1. This paper describes the pharmacological profile of ICI207968, a novel, orally-active and selective inhibitor of 5-lipoxygenase. 2. Inhibition of leukotriene B4 (LTB4) synthesis by 2-substituted indazolinones was not directly related to redox potential but was critically dependent on the nature of the N2 substituent. 2-(3-Pyridylmethyl)-indazolinone (ICI207968) combined selectivity and oral potency. 3. In several in vitro systems ICI207968 exhibited similar lipoxygenase inhibitory potency (IC50 values from 1.5 microM to 6.0 microM) and was approximately 300 times less potent against cyclo-oxygenase, as measured by inhibition of prostaglandin E2 (PGE2) synthesis. 4. ICI207968 also produced selective lipoxygenase inhibition following oral administration in the rat.
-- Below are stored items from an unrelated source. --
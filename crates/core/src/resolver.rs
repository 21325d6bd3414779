use crate::config::RunConfig;
use crate::record::FileRecord;
use crate::sanitize::sanitize_segment;
use crate::template::{parse_template, render_template, TemplateError, TemplatePart};
use crate::validate::SkipReason;
use std::collections::HashSet;
use std::path::{Path, PathBuf};

/// Outcome of resolving one record against the destination tree.
#[derive(Debug, Clone, PartialEq)]
pub enum Resolution {
    Target(PathBuf),
    Skip(SkipReason),
}

/// Turns an enriched record into a concrete destination path. Purely
/// deterministic for a fixed record, template, plan state, and disk state;
/// performs read-only existence checks but never writes.
pub struct PathResolver {
    parts: Vec<TemplatePart>,
    destination_root: PathBuf,
    duplicates_format: String,
    skip_existing: bool,
    overwrite: bool,
}

impl PathResolver {
    pub fn new(config: &RunConfig) -> Result<Self, TemplateError> {
        Ok(Self {
            parts: parse_template(&config.template)?,
            destination_root: config.destination.clone(),
            duplicates_format: config.duplicates_format.clone(),
            skip_existing: config.skip_existing,
            overwrite: config.overwrite,
        })
    }

    /// Resolves the record's destination. `planned` holds destinations
    /// already claimed by earlier operations in this plan; those always
    /// collide, whatever the overwrite setting, so a plan never targets
    /// one path twice.
    pub fn resolve(&self, record: &FileRecord, planned: &HashSet<PathBuf>) -> Resolution {
        let candidate = self.render_destination(record);

        if self.skip_existing && candidate.exists() && !planned.contains(&candidate) {
            return Resolution::Skip(SkipReason::AlreadyExists);
        }
        if !self.collides(&candidate, planned) {
            return Resolution::Target(candidate);
        }

        let parent = candidate
            .parent()
            .map(Path::to_path_buf)
            .unwrap_or_else(|| self.destination_root.clone());
        let stem = candidate
            .file_stem()
            .map(|v| v.to_string_lossy().to_string())
            .unwrap_or_else(|| "untitled".to_string());
        let ext = candidate
            .extension()
            .map(|v| format!(".{}", v.to_string_lossy()))
            .unwrap_or_default();

        // Smallest suffix number wins, counting both on-disk files and
        // destinations already planned.
        let mut n = 1u64;
        loop {
            let suffix = self.duplicates_format.replace("{number}", &n.to_string());
            let numbered = parent.join(format!("{stem}{suffix}{ext}"));
            if !self.collides(&numbered, planned) {
                return Resolution::Target(numbered);
            }
            n += 1;
        }
    }

    /// Renders the template and joins the sanitized segments under the
    /// destination root with native separators.
    fn render_destination(&self, record: &FileRecord) -> PathBuf {
        let rendered = render_template(&self.parts, record);
        let mut path = self.destination_root.clone();
        for segment in rendered.split(['/', '\\']) {
            if segment.is_empty() {
                continue;
            }
            path.push(sanitize_segment(segment));
        }
        path
    }

    fn collides(&self, candidate: &Path, planned: &HashSet<PathBuf>) -> bool {
        if planned.contains(candidate) {
            return true;
        }
        !self.overwrite && candidate.exists()
    }
}
use std::sync::atomic::{AtomicBool, Ordering};
use std::sync::Arc;

/// Cooperative cancellation flag shared by every pipeline stage. Stages
/// check it before starting new work; in-flight operations run to
/// completion so the transaction log stays consistent.
#[derive(Debug, Clone, Default)]
pub struct CancellationToken {
    cancelled: Arc<AtomicBool>,
}

impl CancellationToken {
    pub fn new() -> Self {
        Self::default()
    }

    pub fn cancel(&self) {
        self.cancelled.store(true, Ordering::SeqCst);
    }

    pub fn is_cancelled(&self) -> bool {
        self.cancelled.load(Ordering::SeqCst)
    }
}
use crate::constants::{DEFAULT_ALLOWED_EXTENSIONS, DEFAULT_DUPLICATES_FORMAT, DEFAULT_TEMPLATE};
use crate::planner::OperationKind;
use anyhow::{Context, Result};
use chrono::NaiveDate;
use directories::ProjectDirs;
use serde::{Deserialize, Serialize};
use std::collections::HashSet;
use std::fs;
use std::path::PathBuf;

/// What to do when a record's content fingerprint was already registered.
#[derive(Debug, Clone, Copy, PartialEq, Eq, Serialize, Deserialize)]
pub enum DuplicateHandling {
    None,
    SkipDuplicates,
    RenameNumbered,
}

/// How sibling files are grouped under a primary record.
#[derive(Debug, Clone, Copy, PartialEq, Eq, Serialize, Deserialize)]
pub enum RelatedFileMode {
    None,
    Strict,
    Loose,
}

/// The complete configuration of one run. Built once by the caller and
/// passed by reference through every stage; never mutated after that.
#[derive(Debug, Clone)]
pub struct RunConfig {
    pub source: PathBuf,
    pub destination: PathBuf,
    pub mode: OperationKind,
    pub template: String,
    pub dry_run: bool,
    pub enable_rollback: bool,
    pub calculate_checksums: bool,
    pub duplicate_handling: DuplicateHandling,
    pub duplicates_format: String,
    pub allowed_extensions: HashSet<String>,
    pub min_date: Option<NaiveDate>,
    pub max_date: Option<NaiveDate>,
    pub skip_existing: bool,
    pub overwrite: bool,
    pub related_file_mode: RelatedFileMode,
    pub gazetteer_path: Option<PathBuf>,
    pub minimum_population: u64,
    pub parallelism: usize,
}

impl Default for RunConfig {
    fn default() -> Self {
        Self {
            source: PathBuf::new(),
            destination: PathBuf::new(),
            mode: OperationKind::Copy,
            template: DEFAULT_TEMPLATE.to_string(),
            dry_run: false,
            enable_rollback: true,
            calculate_checksums: false,
            duplicate_handling: DuplicateHandling::None,
            duplicates_format: DEFAULT_DUPLICATES_FORMAT.to_string(),
            allowed_extensions: default_extension_set(),
            min_date: None,
            max_date: None,
            skip_existing: false,
            overwrite: false,
            related_file_mode: RelatedFileMode::None,
            gazetteer_path: None,
            minimum_population: 0,
            parallelism: 1,
        }
    }
}

pub fn default_extension_set() -> HashSet<String> {
    DEFAULT_ALLOWED_EXTENSIONS
        .iter()
        .map(|ext| ext.to_string())
        .collect()
}

/// Persisted defaults the CLI layers under its arguments.
#[derive(Debug, Clone, Serialize, Deserialize)]
pub struct AppConfig {
    pub template: String,
    pub duplicates_format: String,
    pub allowed_extensions: Vec<String>,
    pub gazetteer_path: Option<PathBuf>,
    pub minimum_population: u64,
    pub calculate_checksums: bool,
}

impl Default for AppConfig {
    fn default() -> Self {
        Self {
            template: DEFAULT_TEMPLATE.to_string(),
            duplicates_format: DEFAULT_DUPLICATES_FORMAT.to_string(),
            allowed_extensions: DEFAULT_ALLOWED_EXTENSIONS
                .iter()
                .map(|ext| ext.to_string())
                .collect(),
            gazetteer_path: None,
            minimum_population: 0,
            calculate_checksums: false,
        }
    }
}

#[derive(Debug, Clone)]
pub struct AppPaths {
    pub config_dir: PathBuf,
    pub config_path: PathBuf,
}

pub fn app_paths() -> Result<AppPaths> {
    let proj = ProjectDirs::from("com", "photocopy", "photocopy")
        .context("could not resolve the OS config directory")?;
    let config_dir = proj.config_dir().to_path_buf();
    Ok(AppPaths {
        config_path: config_dir.join("config.toml"),
        config_dir,
    })
}

pub fn load_config() -> Result<AppConfig> {
    let paths = app_paths()?;
    if !paths.config_path.exists() {
        return Ok(AppConfig::default());
    }

    let raw = fs::read_to_string(&paths.config_path)
        .with_context(|| format!("failed to read config file: {}", paths.config_path.display()))?;

    let config = toml::from_str::<AppConfig>(&raw).context("failed to parse config file")?;
    Ok(config)
}

pub fn save_config(config: &AppConfig) -> Result<()> {
    let paths = app_paths()?;
    fs::create_dir_all(&paths.config_dir).with_context(|| {
        format!(
            "failed to create config directory: {}",
            paths.config_dir.display()
        )
    })?;
    let body = toml::to_string_pretty(config).context("failed to serialize config")?;
    fs::write(&paths.config_path, body)
        .with_context(|| format!("failed to write config file: {}", paths.config_path.display()))?;
    Ok(())
}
ED50 values of 2.5, 10 and 25 mg kg-1 p.o. for inhibition of LTB4 release from A23187-stimulated blood were obtained 1, 3 and 5 h after dosing. The compound did not inhibit PGE2 synthesis at oral doses up to 300 mg kg-1. 5. Co-administration of ICI207968 with arachidonic acid, into rabbit dermis, potently inhibited both plasma extravasation and polymorphonuclear leucocyte (PMNL) infiltration induced by this inflammatory fatty acid. The anti-inflammatory potency of a number of intradermally administered indazolinones, with similar redox potentials, was related to their inhibitory potency against leukotriene generation in blood. Oral administration of ICI207968 (100 mg kg-1) in the rabbit inhibited ex vivo leukotriene generation in blood and arachidonic acid-induced skin inflammation. 6. These data demonstrate that ICI207968 is an orally active and selective inhibitor of 5-lipoxygenase which has anti-inflammatory properties. IC1207968 will be a valuable agent for clarifying the biological roles of leukotrienes and the therapeutic potential of 5-lipoxygenase inhibitors.